A Degree Apprenticeship is similar to a Higher Apprenticeship. They differ by working towards Level 6 and Level 7 qualifications. Level 6 qualifications are equivalent to a full bachelor’s degree, and Level 7 to a master’s degree.

A Degree Apprenticeship works by an employer linking with a university to provide a combined course of studying and working. You apply to the employer directly as you would a regular job. So, nothing is stopping you from applying for multiple apprenticeships, degree courses, and employment.

At the same time, you must work out to which route you are most suited. The courses provide ‘employer-focused’ education so that those studying for a degree are also getting relevant work experience in their chosen field and developing their skills professionally.

Aimed primarily at 18 and 19-year-olds, as they leave school and college, Degree Apprenticeships are perfect for those who feel they have the academic ability to complete a degree and want to take their next step in the world of work (so that you don’t have to choose between the two).

Degree Level Qualifications for Free

Degree Apprenticeships are popular because they enable candidates of all ages to complete a degree course for free, while also earning a salary and gaining invaluable work experience in the field. Suppose you are somebody who has worried about the cost of going to university but has always wanted to study for a bachelor’s qualification. In that case, a Degree Apprenticeship is a perfect solution.

Tuition fees can be up to £9,250 per year so people who go to University to study for a three-year degree can emerge almost £28,000 in debt. That is just for the tuition fees and doesn’t include accommodation and living costs for the time they attended University. 

Degree apprenticeships are an excellent route into the upper echelons of higher education for people from lower socioeconomic backgrounds who may not have been able to consider taking up a University degree course previously because of the vast sums of money involved.

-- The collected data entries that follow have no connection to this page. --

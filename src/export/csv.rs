//! CSV Export functionality
//!
//! Exports the guest list and the budget items to CSV. The guest columns
//! start with the ones the guest import reads, so an exported list can be
//! imported into another plan.

use crate::error::{WedplanError, WedplanResult};
use crate::models::Money;
use crate::storage::Storage;
use std::collections::HashMap;
use std::io::Write;

fn csv_err(e: csv::Error) -> WedplanError {
    WedplanError::Export(e.to_string())
}

/// Plain decimal amount, no symbol or grouping
fn amount(money: Money) -> String {
    format!("{:.2}", money.cents() as f64 / 100.0)
}

/// Export the guest list to CSV
pub fn export_guests_csv<W: Write>(storage: &Storage, writer: W) -> WedplanResult<()> {
    let mut csv = csv::Writer::from_writer(writer);

    csv.write_record([
        "first_name",
        "last_name",
        "email",
        "relation",
        "side",
        "plus_one",
        "phone",
        "plus_one_name",
        "rsvp_status",
        "rsvp_code",
        "meal_choice",
        "dietary_restrictions",
        "notes",
    ])
    .map_err(csv_err)?;

    for guest in storage.guests.get_all()? {
        csv.write_record([
            guest.first_name.as_str(),
            guest.last_name.as_str(),
            guest.email.as_deref().unwrap_or(""),
            guest.relation.as_str(),
            guest.side.as_str(),
            if guest.plus_one_allowed { "yes" } else { "no" },
            guest.phone.as_deref().unwrap_or(""),
            guest.plus_one_name.as_deref().unwrap_or(""),
            guest.rsvp_status.as_str(),
            guest.rsvp_code.as_str(),
            guest.meal_choice.as_deref().unwrap_or(""),
            guest.dietary_restrictions.as_deref().unwrap_or(""),
            guest.notes.as_deref().unwrap_or(""),
        ])
        .map_err(csv_err)?;
    }

    csv.flush()?;
    Ok(())
}

/// Export budget items to CSV, one row per item with its category and vendor
pub fn export_budget_csv<W: Write>(storage: &Storage, writer: W) -> WedplanResult<()> {
    let category_names: HashMap<_, _> = storage
        .budget_categories
        .get_all()?
        .into_iter()
        .map(|c| (c.id, c.name))
        .collect();
    let vendor_names: HashMap<_, _> = storage
        .vendors
        .get_all()?
        .into_iter()
        .map(|v| (v.id, v.name))
        .collect();

    let mut csv = csv::Writer::from_writer(writer);
    csv.write_record([
        "id",
        "category",
        "name",
        "vendor",
        "estimated_cost",
        "actual_cost",
        "payment_status",
        "due_date",
        "paid_date",
        "notes",
    ])
    .map_err(csv_err)?;

    for item in storage.budget_items.get_all()? {
        let category = category_names
            .get(&item.category_id)
            .map(String::as_str)
            .unwrap_or("Unknown");
        let vendor = item
            .vendor_id
            .and_then(|id| vendor_names.get(&id))
            .map(String::as_str)
            .unwrap_or("");

        csv.write_record([
            item.id.to_string(),
            category.to_string(),
            item.name.clone(),
            vendor.to_string(),
            amount(item.estimated_cost),
            item.actual_cost.map(amount).unwrap_or_default(),
            item.payment_status.as_str().to_string(),
            item.due_date.map(|d| d.to_string()).unwrap_or_default(),
            item.paid_date.map(|d| d.to_string()).unwrap_or_default(),
            item.notes.clone().unwrap_or_default(),
        ])
        .map_err(csv_err)?;
    }

    csv.flush()?;
    Ok(())
}
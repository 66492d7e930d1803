//! Path management for wedplan
//!
//! Provides XDG-compliant path resolution for configuration and data files.
//!
//! ## Path Resolution Order
//!
//! 1. `WEDPLAN_DATA_DIR` environment variable (if set)
//! 2. Unix (Linux/macOS): `$XDG_CONFIG_HOME/wedplan` or `~/.config/wedplan`
//! 3. Windows: `%APPDATA%\wedplan`

use std::path::PathBuf;

use crate::error::WedplanError;

/// Manages all paths used by wedplan
#[derive(Debug, Clone)]
pub struct WedplanPaths {
    base_dir: PathBuf,
}

impl WedplanPaths {
    /// Resolve paths from the environment.
    ///
    /// # Errors
    ///
    /// Returns an error if no home/config directory can be determined.
    pub fn new() -> Result<Self, WedplanError> {
        let base_dir = match std::env::var("WEDPLAN_DATA_DIR") {
            Ok(custom) if !custom.trim().is_empty() => PathBuf::from(custom),
            _ => resolve_default_path()?,
        };

        Ok(Self { base_dir })
    }

    /// Create paths rooted at a custom base directory (useful for testing)
    pub fn with_base_dir(base_dir: PathBuf) -> Self {
        Self { base_dir }
    }

    pub fn base_dir(&self) -> &PathBuf {
        &self.base_dir
    }

    /// Directory holding the JSON collections
    pub fn data_dir(&self) -> PathBuf {
        self.base_dir.join("data")
    }

    pub fn settings_file(&self) -> PathBuf {
        self.base_dir.join("config.json")
    }

    pub fn audit_log(&self) -> PathBuf {
        self.base_dir.join("audit.log")
    }

    pub fn wedding_file(&self) -> PathBuf {
        self.data_dir().join("wedding.json")
    }

    pub fn tasks_file(&self) -> PathBuf {
        self.data_dir().join("tasks.json")
    }

    pub fn budget_categories_file(&self) -> PathBuf {
        self.data_dir().join("budget_categories.json")
    }

    pub fn budget_items_file(&self) -> PathBuf {
        self.data_dir().join("budget_items.json")
    }

    pub fn guests_file(&self) -> PathBuf {
        self.data_dir().join("guests.json")
    }

    pub fn vendors_file(&self) -> PathBuf {
        self.data_dir().join("vendors.json")
    }

    pub fn moodboards_file(&self) -> PathBuf {
        self.data_dir().join("moodboards.json")
    }

    pub fn events_file(&self) -> PathBuf {
        self.data_dir().join("day_of_events.json")
    }

    /// Ensure the base and data directories exist
    pub fn ensure_directories(&self) -> Result<(), WedplanError> {
        std::fs::create_dir_all(&self.base_dir)
            .map_err(|e| WedplanError::Io(format!("Failed to create base directory: {}", e)))?;

        std::fs::create_dir_all(self.data_dir())
            .map_err(|e| WedplanError::Io(format!("Failed to create data directory: {}", e)))?;

        Ok(())
    }

    /// Check if wedplan has been initialized (config file exists)
    pub fn is_initialized(&self) -> bool {
        self.settings_file().exists()
    }
}

#[cfg(not(windows))]
fn resolve_default_path() -> Result<PathBuf, WedplanError> {
    if let Ok(xdg) = std::env::var("XDG_CONFIG_HOME") {
        return Ok(PathBuf::from(xdg).join("wedplan"));
    }

    let home = std::env::var("HOME")
        .map_err(|_| WedplanError::Config("Could not determine HOME directory".into()))?;
    Ok(PathBuf::from(home).join(".config").join("wedplan"))
}

#[cfg(windows)]
fn resolve_default_path() -> Result<PathBuf, WedplanError> {
    let appdata = std::env::var("APPDATA")
        .map_err(|_| WedplanError::Config("Could not determine APPDATA directory".into()))?;
    Ok(PathBuf::from(appdata).join("wedplan"))
}

#[cfg(test)]
mod tests {
    use super::*;
    use tempfile::TempDir;

    #[test]
    fn test_custom_base_dir() {
        let temp_dir = TempDir::new().unwrap();
        let paths = WedplanPaths::with_base_dir(temp_dir.path().to_path_buf());

        assert_eq!(paths.base_dir(), temp_dir.path());
        assert_eq!(paths.data_dir(), temp_dir.path().join("data"));
        assert!(!paths.is_initialized());
    }

    #[test]
    fn test_ensure_directories() {
        let temp_dir = TempDir::new().unwrap();
        let paths = WedplanPaths::with_base_dir(temp_dir.path().join("nested"));

        paths.ensure_directories().unwrap();

        assert!(paths.base_dir().exists());
        assert!(paths.data_dir().exists());
    }

    #[test]
    fn test_file_paths() {
        let temp_dir = TempDir::new().unwrap();
        let paths = WedplanPaths::with_base_dir(temp_dir.path().to_path_buf());

        assert_eq!(paths.settings_file(), temp_dir.path().join("config.json"));
        assert_eq!(
            paths.guests_file(),
            temp_dir.path().join("data").join("guests.json")
        );
        assert_eq!(
            paths.events_file(),
            temp_dir.path().join("data").join("day_of_events.json")
        );
    }
}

It is a way of ensuring that the brightest people can still gain a degree level qualification, even where the financial costs would have otherwise excluded them.

Narrower Vocational Focus

Unlike other lower levels of apprenticeship, degree apprenticeships are available in vocational subjects, which require strong academic knowledge. This means that the number of different apprenticeships is narrower than for intermediate or advanced apprenticeships. 

Some examples include nursing, aerospace engineering, and nuclear engineering. However, there are new apprenticeships coming out all the time so make sure to keep checking in your field of interest. The degree apprenticeships are much more narrowly and tightly focused on areas that need graduate-level expertise but also need them to be able to hit the ground running and have developed experience in the field, as well as just having learned the academic side of the job.  

Degree apprenticeships also help to build and renew relationships between universities and local employers which, in the long run, will hopefully produce economic growth in the local area. Being able to encourage partnerships between local businesses and education providers can only ever be to the benefit of potential students and apprentices in the future.

Launched in 2015, Degree Apprenticeships are a relatively new initiative. However, ‘Degree Apprenticeships: Realising Opportunities’ reported that by 2017 there were already 60 institutions in England and Wales offering Level 6 and 7 apprenticeships. Each apprenticeship looks different and can take anywhere between 3 and 7 years to complete.

Addressing the Skills Gaps

There are significant skill gaps in UK employment, which means that employers are struggling to find employees with all the skills needed to complete the job. UK employers spent a total of £4.4 billion over the past 12 months trying to fix the skill gap in their businesses through recruitment, increased salaries, and temporary staff. 

There are several reasons for these skills gaps. One of the most prominent of these is that Brexit has seen many highly-skilled EU citizens return to their country of origin. This has left significant gaps in the workforce. The other major component in the skills gap has been the pandemic and what was been termed “The Great Resignation”. 

The Great Resignation saw many people leave their jobs in 2020/21 as bosses asked them to return to the office. For many employees, they had never realised before what a waste of their day a commute was and that it didn’t have to be like this. Having had a taste of working from home during the pandemic, they realised that they didn’t have to work in an office and could actually have a better work-life balance. 

This has actually seen people quitting their jobs rather than being forced back to an environment that they didn’t see as being as productive. It is understandable that in such a circumstance, many people would leave their jobs and look for something that is more closely aligned with their life goals. Many of the people who quit jobs were young people who had front-line jobs and who didn’t want to take the risk of catching Covid just so their neighbour could get his fast food fix. 

Degree Apprenticeships are a great route to solving the skills gap problem as they produce degree graduates who also have the employment experience needed in jobs. Those who complete a Degree Apprenticeship are more employable as they have the necessary skills for their workplace, and the work experience to know how to implement those skills.

Although it’s possible to obtain a degree-level qualification as part of a Higher Apprenticeship, Degree Apprenticeships will differ and go further in their academic reach by making the degree the central force and focus of the programme.